Dokter hanya menjawabnya dengan senyuman. Sebuah senyuman yang sudah dapat dipastikan kebenaran dari ucapannya.
"Sebaiknya putri ibu dibawa ke dokter kandungan untuk pemeriksaan lebih lanjut. Ini saya resepkan beberapa vitamin untuk putri ibu. Kalau begitu saya permisi." Dokter pun meninggalkan kamarku dengan diantar oleh Embun.
"Ibu..." panggilku dengan nada yang lemah.
Ibuku hanya terdiam tanpa kata. Hanya isak tangis yang semakin pilu terdengar dari ibuku. Sedangkan kakekku? Jangan ditanya.. Kakekku hanya menatap keluar jendela kamarku seolah sedang menikmati hujan deras dan petir yang bergemuruh. Sedangkan Embun sendiri hanya bisa menatapku dengan berlinang air mata.
"Ibu .. Maafkan aku. Aku khilaf bu.. Ampuni aku."ucapku dengan terisak tangis.
Akhirnya setelah sekian lama aku memendamnya kini aku curahkan semuanya. Mungkin saat ini adalah waktu yang salah untukku menyesalinya. Namun aku masih berharap secuil kebaikan dari keluargaku untuk bisa menerimaku yang telah kotor ini.
Tapi..... Aku tidak tahu harus berbuat seperti apalagi untukku bisa mendapatkan maaf kepada keluargaku.

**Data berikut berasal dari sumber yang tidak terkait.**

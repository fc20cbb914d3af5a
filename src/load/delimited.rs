use crate::clean::value::CellValue;
use crate::load::RawTable;

/// Reads one delimited file into a header row plus textual cell rows; the
/// cleaning pipeline handles numeric normalization afterwards.
///
/// Records are flexible: short rows are padded with missing cells, long rows
/// truncated to the header width.
pub(crate) fn read_delimited(bytes: &[u8]) -> Result<RawTable, csv::Error> {
    let mut reader = csv::ReaderBuilder::new()
        .delimiter(sniff_delimiter(bytes))
        .flexible(true)
        .from_reader(bytes);
    let headers: Vec<String> = reader
        .headers()?
        .iter()
        .map(|header| header.trim().to_owned())
        .collect();
    let mut rows = Vec::new();
    for record in reader.records() {
        let record = record?;
        let mut row: Vec<CellValue> = record
            .iter()
            .map(|field| {
                if field.trim().is_empty() {
                    CellValue::Missing
                } else {
                    CellValue::Text(field.to_owned())
                }
            })
            .collect();
        row.resize(headers.len(), CellValue::Missing);
        rows.push(row);
    }
    Ok(RawTable { headers, rows })
}

/// French exports commonly use `;`; pick whichever separator dominates the
/// header line.
fn sniff_delimiter(bytes: &[u8]) -> u8 {
    let header_line = bytes.split(|byte| *byte == b'\n').next().unwrap_or_default();
    let semicolons = header_line.iter().filter(|byte| **byte == b';').count();
    let commas = header_line.iter().filter(|byte| **byte == b',').count();
    if semicolons > commas {
        b';'
    } else {
        b','
    }
}

#[cfg(test)]
mod tests {
    use super::*;

    #[test]
    fn semicolon_files_are_sniffed() {
        let bytes = b"Source;1. Appels Recus\nTalent Center;100\n";
        let table = read_delimited(bytes).unwrap();
        assert_eq!(table.headers, vec!["Source", "1. Appels Recus"]);
        assert_eq!(table.rows.len(), 1);
        assert_eq!(table.rows[0][0], CellValue::Text("Talent Center".to_owned()));
    }

    #[test]
    fn comma_files_still_work() {
        let bytes = b"Motif,Impact Motif (%)\nMaladie,\"12,5\"\n";
        let table = read_delimited(bytes).unwrap();
        assert_eq!(table.headers, vec!["Motif", "Impact Motif (%)"]);
        assert_eq!(table.rows[0][1], CellValue::Text("12,5".to_owned()));
    }

    #[test]
    fn short_rows_are_padded() {
        let bytes = b"Service;Taux Absenteisme\nLogistique\n";
        let table = read_delimited(bytes).unwrap();
        assert_eq!(table.rows[0].len(), 2);
        assert!(table.rows[0][1].is_missing());
    }

    #[test]
    fn blank_fields_become_missing() {
        let bytes = b"Mois;Annee\n;2025\n";
        let table = read_delimited(bytes).unwrap();
        assert!(table.rows[0][0].is_missing());
        assert_eq!(table.rows[0][1], CellValue::Text("2025".to_owned()));
    }
}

Suasana begitu hening. Hanya isak tangisku yang terdengar di dalam kamarku. Hingga akhirnya satu pertanyaan dilontarkan oleh kakekku.
"SIAPA PRIA ITU?" ucap kakekku dengan nada dinginnya.

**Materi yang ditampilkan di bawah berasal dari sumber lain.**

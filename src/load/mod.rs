//! # Table Loader
//!
//! Discovers the input source in a directory (a consolidated `.xlsx`
//! workbook, or per-table delimited exports as a fallback), reads each
//! logical table, runs the cleaning pipeline and returns the dataset
//! registry. The full load is a pure function of the source content:
//! repeated invocations with unchanged input return the memoized dataset
//! without re-parsing.
pub mod delimited;
pub mod workbook;

use crate::clean::value::CellValue;
use crate::clean::{clean_table, CleanOptions};
use crate::dataset::{Dataset, LogicalName};
use crate::error::{PilotageError, ResultMessage};
use crate::load::workbook::Workbook;
use glob::glob;
use once_cell::sync::Lazy;
use sha2::{Digest, Sha256};
use std::collections::HashMap;
use std::fs;
use std::path::{Path, PathBuf};
use std::sync::{Arc, Mutex};
use thiserror::Error;
use tracing::{debug, info, warn};

/// Errors that abort the whole load. Everything softer (missing sheet,
/// unparseable cell) degrades silently into an absent table or missing
/// value.
#[derive(Error, Debug)]
pub enum LoadError {
    #[error("No data source found in '{directory}': place a consolidated .xlsx workbook (e.g. data.xlsx) or per-table .csv exports there")]
    NoSourceFound { directory: String },

    #[error("'{path}' contains none of the expected tables")]
    NoTablesFound { path: String },
}

/// Where and how to load.
#[derive(Clone, Debug)]
pub struct LoadOptions {
    /// Directory scanned for the source files
    pub directory: PathBuf,
    /// Cleaning policy applied to every table
    pub clean: CleanOptions,
}

impl LoadOptions {
    pub fn new(directory: impl Into<PathBuf>) -> Self {
        LoadOptions {
            directory: directory.into(),
            clean: CleanOptions::default(),
        }
    }
}

impl Default for LoadOptions {
    fn default() -> Self {
        LoadOptions::new(".")
    }
}

/// A sheet or file as read, before cleaning.
pub(crate) struct RawTable {
    pub(crate) headers: Vec<String>,
    pub(crate) rows: Vec<Vec<CellValue>>,
}

static LOAD_CACHE: Lazy<Mutex<HashMap<[u8; 32], Arc<Dataset>>>> =
    Lazy::new(|| Mutex::new(HashMap::new()));

/// Loads the dataset registry from the configured directory.
///
/// Resolution order: the first `.xlsx` workbook wins; when none exists, or
/// the workbook yields none of the expected tables, delimited files matched
/// by name take over. Only total source absence or an unreadable source is
/// fatal.
pub fn load_dataset(options: &LoadOptions) -> Result<Arc<Dataset>, PilotageError> {
    let directory = options.directory.as_path();
    if let Some((path, bytes)) = discover_workbook(directory)? {
        let source_display = path.display().to_string();
        let key = fingerprint(&[(source_display.as_str(), bytes.as_slice())], options);
        if let Some(dataset) = cache_get(&key) {
            debug!(workbook = %source_display, "unchanged source, memoized dataset reused");
            return Ok(dataset);
        }
        let mut workbook = Workbook::from_bytes(&source_display, bytes)
            .map_err(PilotageError::from)
            .with_prefix(&source_display)?;
        let dataset = read_workbook_tables(&mut workbook, options)?;
        if !dataset.is_empty() {
            info!(workbook = %source_display, tables = dataset.len(), "workbook loaded");
            return Ok(cache_put(key, dataset));
        }
        warn!(workbook = %source_display, "workbook yields none of the expected tables, scanning delimited files");
        let files = discover_delimited(directory)?;
        if files.is_empty() {
            return Err(LoadError::NoTablesFound { path: source_display }.into());
        }
        return load_delimited_files(directory, files, options);
    }
    let files = discover_delimited(directory)?;
    if files.is_empty() {
        return Err(LoadError::NoSourceFound {
            directory: directory.display().to_string(),
        }
        .into());
    }
    load_delimited_files(directory, files, options)
}

/// First `.xlsx` workbook in the directory, with its content. Excel lock
/// files (`~$...`) are ignored.
fn discover_workbook(directory: &Path) -> Result<Option<(PathBuf, Vec<u8>)>, PilotageError> {
    let pattern = directory.join("*.xlsx").to_string_lossy().to_string();
    let mut paths: Vec<PathBuf> = glob(&pattern)?
        .filter_map(Result::ok)
        .filter(|path| {
            path.file_name()
                .map(|name| !name.to_string_lossy().starts_with("~$"))
                .unwrap_or(false)
        })
        .collect();
    paths.sort();
    match paths.into_iter().next() {
        Some(path) => {
            let bytes = fs::read(&path)
                .map_err(PilotageError::from)
                .with_prefix(&path.display().to_string())?;
            Ok(Some((path, bytes)))
        }
        None => Ok(None),
    }
}

/// Delimited files whose stem designates a logical table, with their
/// content. Unmatched files are ignored.
fn discover_delimited(
    directory: &Path,
) -> Result<Vec<(LogicalName, PathBuf, Vec<u8>)>, PilotageError> {
    let mut files = Vec::new();
    for extension in ["*.csv", "*.txt"] {
        let pattern = directory.join(extension).to_string_lossy().to_string();
        let mut paths: Vec<PathBuf> = glob(&pattern)?.filter_map(Result::ok).collect();
        paths.sort();
        for path in paths {
            let Some(stem) = path.file_stem().map(|stem| stem.to_string_lossy().to_string())
            else {
                continue;
            };
            let Some(logical) = LogicalName::ALL.iter().copied().find(|logical| logical.matches(&stem))
            else {
                debug!(file = %path.display(), "file name designates no expected table");
                continue;
            };
            let bytes = fs::read(&path)
                .map_err(PilotageError::from)
                .with_prefix(&path.display().to_string())?;
            files.push((logical, path, bytes));
        }
    }
    Ok(files)
}

fn read_workbook_tables(
    workbook: &mut Workbook,
    options: &LoadOptions,
) -> Result<Dataset, PilotageError> {
    let mut dataset = Dataset::new(workbook.path());
    for logical in LogicalName::ALL {
        let Some(sheet) = workbook.resolve_sheet(logical) else {
            warn!(table = %logical, "sheet not found, section will have no data");
            continue;
        };
        let path = workbook.path().to_owned();
        let raw = workbook
            .read_sheet(&sheet)
            .map_err(PilotageError::from)
            .with_prefix(&path)?;
        if raw.headers.is_empty() {
            warn!(sheet = %sheet, "sheet is empty, section will have no data");
            continue;
        }
        let table = clean_table(&sheet, raw.headers, raw.rows, &options.clean);
        info!(table = %logical, sheet = %sheet, rows = table.row_count(), "table loaded");
        dataset.insert(logical, table);
    }
    Ok(dataset)
}

fn load_delimited_files(
    directory: &Path,
    files: Vec<(LogicalName, PathBuf, Vec<u8>)>,
    options: &LoadOptions,
) -> Result<Arc<Dataset>, PilotageError> {
    let parts: Vec<(&str, &[u8])> = files
        .iter()
        .map(|(_, path, bytes)| (path.to_str().unwrap_or_default(), bytes.as_slice()))
        .collect();
    let key = fingerprint(&parts, options);
    if let Some(dataset) = cache_get(&key) {
        debug!(directory = %directory.display(), "unchanged sources, memoized dataset reused");
        return Ok(dataset);
    }
    let mut dataset = Dataset::new(directory.display().to_string());
    for (logical, path, bytes) in &files {
        if dataset.contains(*logical) {
            warn!(file = %path.display(), table = %logical, "table already loaded from another file, skipping");
            continue;
        }
        let raw = delimited::read_delimited(bytes)
            .map_err(PilotageError::from)
            .with_prefix(&path.display().to_string())?;
        if raw.headers.is_empty() {
            warn!(file = %path.display(), "file is empty, section will have no data");
            continue;
        }
        let name = path
            .file_stem()
            .map(|stem| stem.to_string_lossy().to_string())
            .unwrap_or_default();
        let table = clean_table(&name, raw.headers, raw.rows, &options.clean);
        info!(table = %logical, file = %path.display(), rows = table.row_count(), "table loaded");
        dataset.insert(*logical, table);
    }
    if dataset.is_empty() {
        return Err(LoadError::NoTablesFound {
            path: directory.display().to_string(),
        }
        .into());
    }
    Ok(cache_put(key, dataset))
}

/// Content fingerprint over source names, source bytes and the cleaning
/// options; the memo key of a load.
fn fingerprint(sources: &[(&str, &[u8])], options: &LoadOptions) -> [u8; 32] {
    let mut hasher = Sha256::new();
    for (name, bytes) in sources {
        hasher.update(name.as_bytes());
        hasher.update([0u8]);
        hasher.update(bytes);
    }
    hasher.update(options.clean.year_placeholder.to_le_bytes());
    let keywords = &options.clean.keywords;
    for list in [
        &keywords.protected,
        &keywords.rate,
        &keywords.year,
        &keywords.month,
    ] {
        for keyword in list {
            hasher.update(keyword.as_bytes());
            hasher.update([1u8]);
        }
        hasher.update([2u8]);
    }
    hasher.finalize().into()
}

fn cache_get(key: &[u8; 32]) -> Option<Arc<Dataset>> {
    LOAD_CACHE.lock().expect("load cache").get(key).cloned()
}

fn cache_put(key: [u8; 32], dataset: Dataset) -> Arc<Dataset> {
    let dataset = Arc::new(dataset);
    LOAD_CACHE
        .lock()
        .expect("load cache")
        .insert(key, dataset.clone());
    dataset
}
//! # Cleaning Pipeline
//!
//! Turns raw sheet content into an analysis-ready [`DataTable`]: header
//! trimming, column role classification, per-cell numeric normalization,
//! percentage scale correction and fiscal-year coercion. Every step is
//! non-fatal per cell; unparseable content degrades to missing values while
//! per-column statistics record what happened.
pub mod columns;
pub mod scale;
pub mod value;

use crate::clean::columns::{ColumnRole, Keywords};
use crate::clean::value::{normalize_numeric_text, CellValue, ParseStats};
use crate::dataset::table::{Column, DataTable};
use tracing::debug;

/// Cleaning policy knobs.
#[derive(Clone, Debug)]
pub struct CleanOptions {
    /// Keyword table for column classification
    pub keywords: Keywords,
    /// Year assigned to rows whose year cell is blank or unparseable, so
    /// rows are never dropped over a malformed year. Placeholder years stay
    /// out of the selectable set.
    pub year_placeholder: i32,
}

impl Default for CleanOptions {
    fn default() -> Self {
        CleanOptions {
            keywords: Keywords::default(),
            year_placeholder: 0,
        }
    }
}

/// Runs the full cleaning pipeline over one raw table.
pub fn clean_table(
    name: &str,
    headers: Vec<String>,
    rows: Vec<Vec<CellValue>>,
    options: &CleanOptions,
) -> DataTable {
    let columns: Vec<Column> = headers
        .iter()
        .map(|header| {
            let trimmed = header.trim().to_owned();
            Column {
                role: options.keywords.classify(&trimmed),
                name: trimmed,
                stats: ParseStats::default(),
            }
        })
        .collect();
    let width = columns.len();
    let rows = rows
        .into_iter()
        .map(|mut row| {
            row.resize(width, CellValue::Missing);
            row
        })
        .collect();
    let mut table = DataTable {
        name: name.to_owned(),
        columns,
        rows,
    };
    normalize_cells(&mut table);
    scale::rescale_rate_columns(&mut table);
    coerce_year_column(&mut table, options.year_placeholder);
    for column in &table.columns {
        debug!(
            table = %table.name,
            column = %column.name,
            role = ?column.role,
            cells = column.stats.cells,
            parsed = column.stats.parsed,
            missing = column.stats.missing,
            rescaled = column.stats.rescaled,
            "column cleaned"
        );
    }
    table
}

/// Applies the value normalizer column by column.
///
/// Protected columns skip numeric conversion entirely; raw numeric cells in
/// them are rendered back to text. Elsewhere, textual cells parse to numbers
/// where possible, blanks become missing, and non-numeric text survives
/// untouched.
fn normalize_cells(table: &mut DataTable) {
    for index in 0..table.columns.len() {
        let protected = table.columns[index].role == ColumnRole::Protected;
        let stats = &mut table.columns[index].stats;
        for row in &mut table.rows {
            let cell = &mut row[index];
            stats.cells += 1;
            if protected {
                match cell {
                    CellValue::Number(_) => *cell = CellValue::Text(cell.to_string()),
                    CellValue::Text(text) if text.trim().is_empty() => {
                        *cell = CellValue::Missing;
                        stats.missing += 1;
                    }
                    CellValue::Text(_) => (),
                    CellValue::Missing => stats.missing += 1,
                }
                continue;
            }
            match cell {
                CellValue::Number(_) => stats.parsed += 1,
                CellValue::Text(text) => match normalize_numeric_text(text) {
                    Some(value) => {
                        *cell = CellValue::Number(value);
                        stats.parsed += 1;
                    }
                    None if text.trim().is_empty() => {
                        *cell = CellValue::Missing;
                        stats.missing += 1;
                    }
                    None => (),
                },
                CellValue::Missing => stats.missing += 1,
            }
        }
    }
}

/// Coerces the year column to whole numbers, defaulting malformed cells to
/// the placeholder year.
fn coerce_year_column(table: &mut DataTable, placeholder: i32) {
    let Some(index) = table.year_column() else { return };
    for row in &mut table.rows {
        let coerced = match &row[index] {
            CellValue::Number(value) if value.is_finite() => value.trunc(),
            CellValue::Text(text) => normalize_numeric_text(text)
                .map(f64::trunc)
                .unwrap_or(f64::from(placeholder)),
            _ => f64::from(placeholder),
        };
        row[index] = CellValue::Number(coerced);
    }
}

Satu pertanyaan yang tak lagi mampu untuk aku jawab. Aku sendiri bahkan tidak tau siapa Devan sebenarnya. Dari keluarga mana dan dimana dirinya berada saat ini. Satu hal yang aku ketahui... Aku terbuai oleh kelembutannya dalam memperlakukan seorang wanita.
Entah itu perasaan kagum atau suka. Aku sendiri juga belum bisa menyadari perasaanku sendiri kepadanya itu seperti apa.

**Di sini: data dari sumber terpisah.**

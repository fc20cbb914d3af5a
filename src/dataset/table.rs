use crate::clean::columns::ColumnRole;
use crate::clean::value::{CellValue, ParseStats};

/// A column of a cleaned table: trimmed name, classified role and cleaning
/// diagnostics.
#[derive(Clone, Debug)]
pub struct Column {
    /// Column name from the header row, surrounding whitespace removed
    pub name: String,
    /// Role assigned by the column classifier
    pub role: ColumnRole,
    /// Per-column parse statistics
    pub stats: ParseStats,
}

/// A cleaned dataset: ordered columns and ordered rows of normalized cells.
///
/// Every row holds exactly one cell per column; short source rows are padded
/// with missing cells during cleaning.
#[derive(Clone, Debug)]
pub struct DataTable {
    /// Sheet or file name the table was read from
    pub name: String,
    /// Ordered column list
    pub columns: Vec<Column>,
    /// Ordered row sequence
    pub rows: Vec<Vec<CellValue>>,
}

impl DataTable {
    /// Finds a column by name: trimmed and case-insensitive, exact match
    /// first, then substring containment.
    pub fn find_column(&self, needle: &str) -> Option<usize> {
        let needle = needle.trim().to_lowercase();
        self.columns
            .iter()
            .position(|column| column.name.trim().to_lowercase() == needle)
            .or_else(|| {
                self.columns
                    .iter()
                    .position(|column| column.name.trim().to_lowercase().contains(&needle))
            })
    }

    /// Finds the first column carrying the given role.
    pub fn column_by_role(&self, role: ColumnRole) -> Option<usize> {
        self.columns.iter().position(|column| column.role == role)
    }

    /// Index of the fiscal-year column, if the table has one.
    pub fn year_column(&self) -> Option<usize> {
        self.column_by_role(ColumnRole::Year)
    }

    /// Iterates the cells of one column, top to bottom.
    pub fn values(&self, index: usize) -> impl Iterator<Item = &CellValue> {
        self.rows.iter().filter_map(move |row| row.get(index))
    }

    /// Number of data rows.
    pub fn row_count(&self) -> usize {
        self.rows.len()
    }

    /// Returns true if the table holds no data rows.
    pub fn is_empty(&self) -> bool {
        self.rows.is_empty()
    }
}
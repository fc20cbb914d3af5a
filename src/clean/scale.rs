use crate::clean::columns::ColumnRole;
use crate::clean::value::CellValue;
use crate::dataset::table::DataTable;

/// Ratio window: a rate column whose maximum lies inside it is assumed to be
/// stored as a fraction (0.88 meaning 88%) and is multiplied by 100.
const RATIO_LOWER_BOUND: f64 = -1.5;
const RATIO_UPPER_BOUND: f64 = 1.5;

/// Corrects the percentage scale of every rate column, in place.
///
/// The decision is column-level, not cell-level: one factor applies
/// uniformly based on the column's maximum finite value. A maximum of
/// exactly zero, or a column without finite values, is left unchanged.
/// Re-running the pass on a rescaled column is a no-op since its maximum
/// has left the ratio window.
pub(crate) fn rescale_rate_columns(table: &mut DataTable) {
    for index in 0..table.columns.len() {
        if table.columns[index].role != ColumnRole::Rate {
            continue;
        }
        let maximum = table
            .rows
            .iter()
            .filter_map(|row| row.get(index))
            .filter_map(CellValue::as_number)
            .filter(|value| value.is_finite())
            .fold(None::<f64>, |maximum, value| {
                Some(maximum.map_or(value, |current| current.max(value)))
            });
        let Some(maximum) = maximum else { continue };
        if maximum == 0.0 || !(RATIO_LOWER_BOUND..=RATIO_UPPER_BOUND).contains(&maximum) {
            continue;
        }
        for row in &mut table.rows {
            if let Some(CellValue::Number(value)) = row.get_mut(index) {
                *value *= 100.0;
            }
        }
        table.columns[index].stats.rescaled = true;
    }
}
use crate::clean::value::CellValue;
use crate::dataset::table::DataTable;
use crate::dataset::Dataset;
use std::collections::BTreeSet;
use std::fmt::Display;

/// Years at or below this value are placeholders or noise and never appear
/// in the selectable set. The rows carrying them stay in their tables.
pub const YEAR_FLOOR: i32 = 2020;

/// The global period selection scoping every section.
#[derive(Copy, Clone, Debug, PartialEq, Eq)]
pub enum YearSelection {
    /// A single fiscal year
    Year(i32),
    /// All periods, bypassing the filter
    All,
}

impl Display for YearSelection {
    fn fmt(&self, f: &mut std::fmt::Formatter<'_>) -> std::fmt::Result {
        match self {
            YearSelection::Year(year) => write!(f, "{}", year),
            YearSelection::All => write!(f, "Vue Globale"),
        }
    }
}

/// Distinct valid fiscal years across every loaded table, most recent first.
pub fn available_years(dataset: &Dataset) -> Vec<i32> {
    let mut years = BTreeSet::new();
    for (_, table) in dataset.tables() {
        let Some(index) = table.year_column() else { continue };
        for cell in table.values(index) {
            if let CellValue::Number(value) = cell {
                let year = value.trunc() as i32;
                if year > YEAR_FLOOR {
                    years.insert(year);
                }
            }
        }
    }
    years.into_iter().rev().collect()
}

/// The selector options: available years plus the trailing all-periods
/// entry. The first option is the most recent year when one exists.
pub fn year_options(dataset: &Dataset) -> Vec<YearSelection> {
    let mut options: Vec<YearSelection> = available_years(dataset)
        .into_iter()
        .map(YearSelection::Year)
        .collect();
    options.push(YearSelection::All);
    options
}

/// Projects a table onto the selected year.
///
/// Pure and non-mutating: rows whose year cell equals the selection are
/// copied out; columns and cell types are untouched. Tables without a year
/// column, and the all-periods selection, pass through row for row.
pub fn filter_by_year(table: &DataTable, selection: YearSelection) -> DataTable {
    let (year, index) = match (selection, table.year_column()) {
        (YearSelection::Year(year), Some(index)) => (year, index),
        _ => return table.clone(),
    };
    DataTable {
        name: table.name.clone(),
        columns: table.columns.clone(),
        rows: table
            .rows
            .iter()
            .filter(|row| {
                matches!(row.get(index), Some(CellValue::Number(value)) if value.trunc() as i32 == year)
            })
            .cloned()
            .collect(),
    }
}

#[cfg(test)]
mod tests {
    use super::*;
    use crate::clean::{clean_table, CleanOptions};

    fn dataset() -> Dataset {
        let headers = vec!["Mois".to_owned(), "Année".to_owned(), "Taux Absentéisme".to_owned()];
        let rows = vec![
            vec![
                CellValue::Number(1.0),
                CellValue::Number(2025.0),
                CellValue::Number(4.2),
            ],
            vec![
                CellValue::Number(2.0),
                CellValue::Number(2024.0),
                CellValue::Number(5.1),
            ],
            vec![
                CellValue::Number(3.0),
                CellValue::Missing,
                CellValue::Number(3.9),
            ],
        ];
        let table = clean_table(
            "Absentéisme_Global_Mois",
            headers,
            rows,
            &CleanOptions::default(),
        );
        let mut dataset = Dataset::new("test");
        dataset.insert(crate::dataset::LogicalName::AbsenceGlobal, table);
        dataset
    }

    #[test]
    fn years_are_distinct_valid_and_descending() {
        let years = available_years(&dataset());
        // The placeholder year 0 from the missing cell is excluded.
        assert_eq!(years, vec![2025, 2024]);
    }

    #[test]
    fn options_end_with_all_periods() {
        let options = year_options(&dataset());
        assert_eq!(
            options,
            vec![
                YearSelection::Year(2025),
                YearSelection::Year(2024),
                YearSelection::All
            ]
        );
        assert_eq!(options.last().unwrap().to_string(), "Vue Globale");
    }

    #[test]
    fn filtering_keeps_only_the_selected_year() {
        let dataset = dataset();
        let table = dataset.get(crate::dataset::LogicalName::AbsenceGlobal).unwrap();
        let filtered = filter_by_year(table, YearSelection::Year(2025));
        assert_eq!(filtered.row_count(), 1);
        let index = filtered.year_column().unwrap();
        for row in &filtered.rows {
            assert_eq!(row[index], CellValue::Number(2025.0));
        }
    }

    #[test]
    fn all_periods_returns_every_row() {
        let dataset = dataset();
        let table = dataset.get(crate::dataset::LogicalName::AbsenceGlobal).unwrap();
        let filtered = filter_by_year(table, YearSelection::All);
        assert_eq!(filtered.row_count(), table.row_count());
    }

    #[test]
    fn tables_without_year_column_pass_through() {
        let table = clean_table(
            "Absentéisme_Par_Service",
            vec!["Service".to_owned(), "Taux Absentéisme".to_owned()],
            vec![vec![
                CellValue::Text("Logistique".to_owned()),
                CellValue::Number(3.1),
            ]],
            &CleanOptions::default(),
        );
        let filtered = filter_by_year(&table, YearSelection::Year(2025));
        assert_eq!(filtered.row_count(), 1);
    }
}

Aku hanya mampu menunduk. Tak ada sepatah kata pun yang keluar dari mulutku. Hingga teriakan kakekku menyadarkanku kemudian...
"SIAPA PRIA ITU NAYA? JAWAB!!!"
Suara kakek menggelegar memenuhi kamarku. Aku pun terlonjak ketakutan melihat kemarahan kakekku.
"Aku tidak tahu kek.... Aku baru mengenalnya dan baru bertemu dengannya dua kali ini." ucapku suara yang bergetar menahan tangis.